• TASK REQUIREMENTS
Return the records below exactly as they are written.

(GIVEN RECORDS Opens)

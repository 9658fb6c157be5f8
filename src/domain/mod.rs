pub mod entities;
pub mod forms;
pub mod table;
pub mod use_cases;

(GIVEN RECORDS Closes)

• REPLY
repository 9658fb6c157be5f8
filename src/domain/mod.rs
pub mod entities;
pub mod forms;
pub mod table;
pub mod use_cases;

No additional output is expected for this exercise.